On Wednesday evening, as climate artist Katherine Boland sat on her woven grey linen couch in her one bedroom apartment in Merimbula, the night began like any other - until her sister and "artistic director", Llysse called from Melbourne.
She had just finished dinner (chicken on a bed of avocado on wholemeal toast) and was watching television to unwind from the day, when Llysse rang to tell her to find the remote and change to Channel Seven, because her painting was on the news.
"I had no idea, so I quickly got online and checked it out, and yes, it was there," Katherine said, still surprised, her day fuelled by yet another green tea as she received messages of support from friends.
"I was happily just minding my own business, and then I find out the leader of the free world has, you know, been gifted one of my paintings."
Katherine said the painting, Fire Flower No 8, was created as part of a series in response to the Tathra fire in 2018 which destroyed 65 homes and buildings, damaged a further 39, and destroyed 70 caravans/cabins.
"I paint with fire, so I wanted to create something using fire itself, and it's a series of abstract and flower imagery which is painted on timber, so I burn the timber with a blow torch," Katherine said, she also used pyrographic pens, chisels, and sanders.
"Canvas is a bit floppy so you can't really burn canvas or do very much to it," she said with a laugh, "Timber is such a hard surface, so you can attack it."
The flowers are set on a black background representing the blackened bush while the flowers represent the resilience of nature after the bushfires.
After the 2019/20 bushfires, Katherine was invited to participate in a Department of Foreign Affairs and Trade-funded project, where 10 artists from California and the south-east coast of Australia were funded to create artwork based on bushfire experiences.

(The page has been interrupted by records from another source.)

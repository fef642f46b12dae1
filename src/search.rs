//! Free-text search over cached shows and episodes
//!
//! All functions here are pure. Filtering keeps the input order; the only
//! ordering the browser ever applies is the alphabetical sort of the show
//! listing when it is loaded.

use crate::catalog::{Episode, Show};
use crate::selection::EpisodeFilter;
use regex::Regex;
use std::sync::LazyLock;

/// Anything that looks like a tag: `<` up to the next `>`.
static MARKUP_TAG: LazyLock<Regex> =
    LazyLock::new(|| Regex::new(r"<[^>]*>").expect("markup pattern is valid"));

/// Removes every tag-like substring from `text`
///
/// Only used to match summaries against a query. Summaries are always handed
/// to the renderer with their markup intact.
///
/// # Examples
///
/// ```
/// use catalog_browser::strip_markup;
///
/// assert_eq!(strip_markup("<p>A <b>bold</b> move</p>"), "A bold move");
/// ```
pub fn strip_markup(text: &str) -> String {
    MARKUP_TAG.replace_all(text, "").into_owned()
}

/// Normalized form of a user query: trimmed and lowercased.
fn normalize_query(query: &str) -> String {
    query.trim().to_lowercase()
}

fn contains_query(haystack: &str, needle: &str) -> bool {
    haystack.to_lowercase().contains(needle)
}

fn summary_matches(summary: Option<&str>, needle: &str) -> bool {
    summary.is_some_and(|s| contains_query(&strip_markup(s), needle))
}

/// Whether a single show matches an already normalized query.
fn show_matches(show: &Show, needle: &str) -> bool {
    contains_query(&show.name, needle)
        || contains_query(&show.genres.join(" "), needle)
        || summary_matches(show.summary.as_deref(), needle)
}

/// Whether a single episode matches an already normalized query.
fn episode_matches(episode: &Episode, needle: &str) -> bool {
    contains_query(&episode.name, needle) || summary_matches(episode.summary.as_deref(), needle)
}

/// Returns the shows whose name, genres or summary text contain `query`
///
/// Matching ignores case and surrounding whitespace in the query. Genres are
/// matched as one space-joined string, so a query may span two genres. An
/// empty query keeps every show.
pub fn filter_shows(shows: &[Show], query: &str) -> Vec<Show> {
    let needle = normalize_query(query);
    if needle.is_empty() {
        return shows.to_vec();
    }
    shows
        .iter()
        .filter(|s| show_matches(s, &needle))
        .cloned()
        .collect()
}

/// Returns the episodes whose name or summary text contain `query`
///
/// Same matching rules as [`filter_shows`].
pub fn filter_episodes(episodes: &[Episode], query: &str) -> Vec<Episode> {
    let needle = normalize_query(query);
    if needle.is_empty() {
        return episodes.to_vec();
    }
    episodes
        .iter()
        .filter(|e| episode_matches(e, &needle))
        .cloned()
        .collect()
}

/// Applies an episode picker selection to a show's episode list
///
/// `All` keeps the list. A specific id keeps the matching episode, or
/// nothing if the id is not part of the list.
pub fn select_episodes(episodes: &[Episode], filter: &EpisodeFilter) -> Vec<Episode> {
    match filter {
        EpisodeFilter::All => episodes.to_vec(),
        EpisodeFilter::Episode(id) => episodes.iter().filter(|e| e.id == *id).cloned().collect(),
    }
}
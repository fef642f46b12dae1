use catalog_browser::{
    DEFAULT_BASE_URL, DisplayCount, Episode, ErrorContext, FetchError, PickerEntry, Renderer,
    Show, SourceConfig, TvMazeSource, View, ViewController, episode_code,
};
use clap::{ArgAction, Parser};
use dialoguer::{Input, Select};
use std::process;
use std::time::Duration;
use thiserror::Error;
use tracing_subscriber::EnvFilter;

/// Browse the TVMaze show catalog from the terminal
#[derive(Debug, Parser)]
#[command(name = "catalog-browser", version, about)]
struct Args {
    /// Root URL of the TVMaze compatible API
    #[arg(long, default_value = DEFAULT_BASE_URL)]
    api_url: String,

    /// Request timeout in seconds
    #[arg(long, default_value_t = 30)]
    timeout_secs: u64,

    /// Log more (-v info, -vv debug). RUST_LOG takes precedence
    #[arg(short, long, action = ArgAction::Count)]
    verbose: u8,
}

/// Errors that end the interactive session
#[derive(Debug, Error)]
enum CliError {
    #[error("Failed to set up the catalog client: {0}")]
    Setup(#[from] FetchError),

    #[error("Terminal prompt failed: {0}")]
    Prompt(#[from] dialoguer::Error),
}

/// Prints lists and errors to stdout/stderr and keeps the picker entries
/// for the prompts.
#[derive(Default)]
struct TerminalRenderer {
    show_picker: Vec<PickerEntry>,
    episode_picker: Vec<PickerEntry>,
}

/// Converts an HTML summary into plain terminal text
fn summary_text(summary: Option<&str>) -> String {
    summary
        .map(|s| nanohtml2text::html2text(s).trim().to_string())
        .unwrap_or_default()
}

impl Renderer for TerminalRenderer {
    fn render_shows(&mut self, shows: &[Show], count: DisplayCount) {
        println!("\n=== Shows ===");
        for show in shows {
            let rating = show
                .rating
                .map(|r| format!("{:.1}", r))
                .unwrap_or_else(|| "-".to_string());
            println!(
                "  {} [{}] {} | rated {}",
                show.name,
                show.genres.join(", "),
                show.status,
                rating
            );
        }
        println!("{}", count);
    }

    fn render_episodes(&mut self, show: &Show, episodes: &[Episode], count: DisplayCount) {
        println!("\n=== {} ===", show.name);
        let mut details = vec![show.status.clone()];
        if let Some(runtime) = show.runtime {
            details.push(format!("{} min", runtime));
        }
        if let Some(rating) = show.rating {
            details.push(format!("rated {:.1}", rating));
        }
        println!("{}", details.join(" | "));
        let summary = summary_text(show.summary.as_deref());
        if !summary.is_empty() {
            println!("{}", summary);
        }
        println!();

        for episode in episodes {
            println!("  {} - {}", episode_code(episode), episode.name);
            let summary = summary_text(episode.summary.as_deref());
            if !summary.is_empty() {
                println!("    {}", summary);
            }
            println!("    {}", episode.url);
        }
        println!("{}", count);
    }

    fn render_error(&mut self, context: ErrorContext, error: &FetchError) {
        match context {
            ErrorContext::Shows => eprintln!("\nCould not load shows: {}", error),
            ErrorContext::Episodes(show_id) => {
                eprintln!("\nCould not load episodes of show {}: {}", show_id, error)
            }
        }
    }

    fn fill_show_picker(&mut self, entries: &[PickerEntry]) {
        self.show_picker = entries.to_vec();
    }

    fn fill_episode_picker(&mut self, entries: &[PickerEntry]) {
        self.episode_picker = entries.to_vec();
    }
}

/// Lets the user choose one entry of a picker, returning its value
fn pick(prompt: &str, entries: &[PickerEntry]) -> Result<Option<String>, CliError> {
    let labels: Vec<&str> = entries.iter().map(|e| e.label.as_str()).collect();
    let choice = Select::new()
        .with_prompt(prompt)
        .items(&labels)
        .default(0)
        .interact_opt()?;
    Ok(choice.map(|i| entries[i].value.clone()))
}

/// Shows a menu and returns the index of the chosen action, `None` on escape
fn menu(actions: &[&str]) -> Result<Option<usize>, CliError> {
    Ok(Select::new()
        .with_prompt("What next?")
        .items(actions)
        .default(0)
        .interact_opt()?)
}

fn ask_query(prompt: &str) -> Result<String, CliError> {
    Ok(Input::<String>::new()
        .with_prompt(prompt)
        .allow_empty(true)
        .interact_text()?)
}

async fn run(args: Args) -> Result<(), CliError> {
    let config = SourceConfig::default()
        .with_base_url(args.api_url)
        .with_timeout(Duration::from_secs(args.timeout_secs));
    let source = TvMazeSource::new(config)?;
    let mut controller = ViewController::new(source, TerminalRenderer::default());

    println!("Loading show catalog...");
    controller.on_start().await;

    loop {
        match controller.view() {
            View::Listing => {
                match menu(&["Open a show", "Search shows", "Reload listing", "Quit"])? {
                    Some(0) => {
                        let entries = controller.renderer().show_picker.clone();
                        if entries.is_empty() {
                            println!("No shows loaded yet, try reloading the listing.");
                        } else if let Some(value) = pick("Show", &entries)? {
                            controller.on_pick_show(&value).await;
                        }
                    }
                    Some(1) => {
                        let query = ask_query("Search shows")?;
                        controller.on_search(&query);
                    }
                    Some(2) => controller.on_start().await,
                    _ => return Ok(()),
                }
            }
            View::Drilldown(_) => {
                match menu(&[
                    "Pick an episode",
                    "Search episodes",
                    "Switch show",
                    "Back to shows",
                    "Quit",
                ])? {
                    Some(0) => {
                        let entries = controller.renderer().episode_picker.clone();
                        if let Some(value) = pick("Episode", &entries)? {
                            controller.on_pick_episode(&value);
                        }
                    }
                    Some(1) => {
                        let query = ask_query("Search episodes")?;
                        controller.on_search(&query);
                    }
                    Some(2) => {
                        let entries = controller.renderer().show_picker.clone();
                        if let Some(value) = pick("Show", &entries)? {
                            controller.on_pick_show(&value).await;
                        }
                    }
                    Some(3) | None => controller.on_back().await,
                    _ => return Ok(()),
                }
            }
        }
    }
}

fn init_logging(verbose: u8) {
    let default_level = match verbose {
        0 => "warn",
        1 => "info",
        _ => "debug",
    };
    let filter =
        EnvFilter::try_from_default_env().unwrap_or_else(|_| EnvFilter::new(default_level));

    tracing_subscriber::fmt()
        .with_env_filter(filter)
        .with_writer(std::io::stderr)
        .init();
}

#[tokio::main]
async fn main() {
    let args = Args::parse();
    init_logging(args.verbose);

    if let Err(e) = run(args).await {
        eprintln!("\nError: {}", e);
        process::exit(1);
    }
}
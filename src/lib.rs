//! catalog_browser - Browse a TV show catalog and drill down into episodes
//!
//! This library provides the core of a two-level catalog browser: a session
//! cache that fetches the show listing and each show's episodes at most once,
//! pure search functions over the cached data, and a view controller that
//! navigates between the listing and a show's episodes and hands everything
//! to a pluggable renderer.
//!
//! # Examples
//!
//! ```no_run
//! use catalog_browser::{
//!     DisplayCount, Episode, ErrorContext, FetchError, PickerEntry, Renderer, Show,
//!     SourceConfig, TvMazeSource, ViewController,
//! };
//!
//! struct Quiet;
//!
//! impl Renderer for Quiet {
//!     fn render_shows(&mut self, _: &[Show], count: DisplayCount) {
//!         println!("{count}");
//!     }
//!     fn render_episodes(&mut self, _: &Show, _: &[Episode], count: DisplayCount) {
//!         println!("{count}");
//!     }
//!     fn render_error(&mut self, _: ErrorContext, error: &FetchError) {
//!         eprintln!("{error}");
//!     }
//!     fn fill_show_picker(&mut self, _: &[PickerEntry]) {}
//!     fn fill_episode_picker(&mut self, _: &[PickerEntry]) {}
//! }
//!
//! # async fn run() -> Result<(), FetchError> {
//! let source = TvMazeSource::new(SourceConfig::default())?;
//! let mut controller = ViewController::new(source, Quiet);
//! controller.on_start().await;
//! controller.on_search("drama");
//! controller.on_pick_show("169").await;
//! controller.on_pick_episode("all");
//! controller.on_back().await;
//! # Ok(())
//! # }
//! ```

mod cache;
mod catalog;
mod controller;
mod picker;
mod search;
mod selection;

pub use cache::CatalogCache;
pub use catalog::{
    CatalogSource, DEFAULT_BASE_URL, Episode, EpisodeId, Show, ShowId, SourceConfig, TvMazeSource,
};
pub use controller::{
    CountedItems, DisplayCount, ErrorContext, Renderer, SessionState, View, ViewController,
};
pub use picker::{
    ALL_EPISODES_LABEL, PickerEntry, SHOW_PLACEHOLDER_LABEL, episode_code, episode_label,
    episode_picker_entries, show_picker_entries,
};
pub use search::{filter_episodes, filter_shows, select_episodes, strip_markup};
pub use selection::{ALL_EPISODES, EpisodeFilter, SelectionState};

// Re-export error types
pub use catalog::FetchError;
pub use selection::SelectionError;
impl fmt::Display for DisplayCount {
    fn fmt(&self, f: &mut fmt::Formatter<'_>) -> fmt::Result {
        write!(f, "Displaying {} / {} {}", self.shown, self.total, self.items)
    }
}

/// The operation a rendered error belongs to
#[derive(Debug, Clone, Copy, PartialEq, Eq)]
pub enum ErrorContext {
    /// Loading the show listing failed
    Shows,
    /// Loading the episodes of a show failed
    Episodes(ShowId),
}

/// Output side of the browser
///
/// Implementors turn the lists handed to them into something visible. The
/// controller never inspects what a renderer does with them.
pub trait Renderer {
    /// Displays the (possibly filtered) show listing
    fn render_shows(&mut self, shows: &[Show], count: DisplayCount);

    /// Displays the (possibly filtered) episodes of `show`
    fn render_episodes(&mut self, show: &Show, episodes: &[Episode], count: DisplayCount);

    /// Displays a failed fetch in place of a list
    fn render_error(&mut self, context: ErrorContext, error: &FetchError);

    /// Populates the show picker. Called once per session.
    fn fill_show_picker(&mut self, entries: &[PickerEntry]);

    /// Populates the episode picker. Called on every drill-down, with only the
    /// `all` entry when the episodes could not be loaded.
    fn fill_episode_picker(&mut self, entries: &[PickerEntry]);
}

/// Everything the browser remembers during a session
pub struct SessionState<S> {
    cache: CatalogCache<S>,
    selection: SelectionState,
    /// Text of the search box, cleared whenever the view changes
    search_query: String,
    /// Fill-once guard of the show picker
    show_picker_filled: bool,
}

impl<S> SessionState<S>
where
    S: CatalogSource,
{
    pub fn new(cache: CatalogCache<S>) -> Self {
        Self {
            cache,
            selection: SelectionState::new(),
            search_query: String::new(),
            show_picker_filled: false,
        }
    }

    pub fn cache(&self) -> &CatalogCache<S> {
        &self.cache
    }

    pub fn selection(&self) -> &SelectionState {
        &self.selection
    }

    pub fn search_query(&self) -> &str {
        &self.search_query
    }

    pub fn show_picker_filled(&self) -> bool {
        self.show_picker_filled
    }
}

/// Drives navigation between the show listing and the episode drill-down
///
/// Fetch errors never escape a command: they are rendered through
/// [`Renderer::render_error`] and leave the cache untouched, so repeating the
/// navigation retries the fetch.
pub struct ViewController<S, R> {
    session: SessionState<S>,
    renderer: R,
    view: View,
}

"[The fires were] such a horrendous time, I just felt I had to do something," she said.
Sustainability had been part of Katherine's life for decades, and in 1979 before moving to Merimbula, Katherine and her then partner moved to a property in Brogo, just north of Bega.
They were some of the first settlers on Warrigal Range Road, milking goats, spinning wool to weave clothing, grinding wheat for bread, and living in a mud hut.
The 66-year-old artists is represented by Manyung Gallery Group in Melbourne, which handled the negotiations for what is now the presidential artwork.
"It was going off, and I looked on the app and I could see seven people from Canberra were on their desktops."
The app provides where a viewer was based, the page they were accessing and how long they were viewing for, and Katherine concluded the people may be a school classroom studying her.
"I had no idea it could be a bunch of bureaucrats in Parliament House sitting around doing their homework on me to see if there were any skeletons in my cupboard and if I were an appropriate person to gift an artwork to the President of the United States.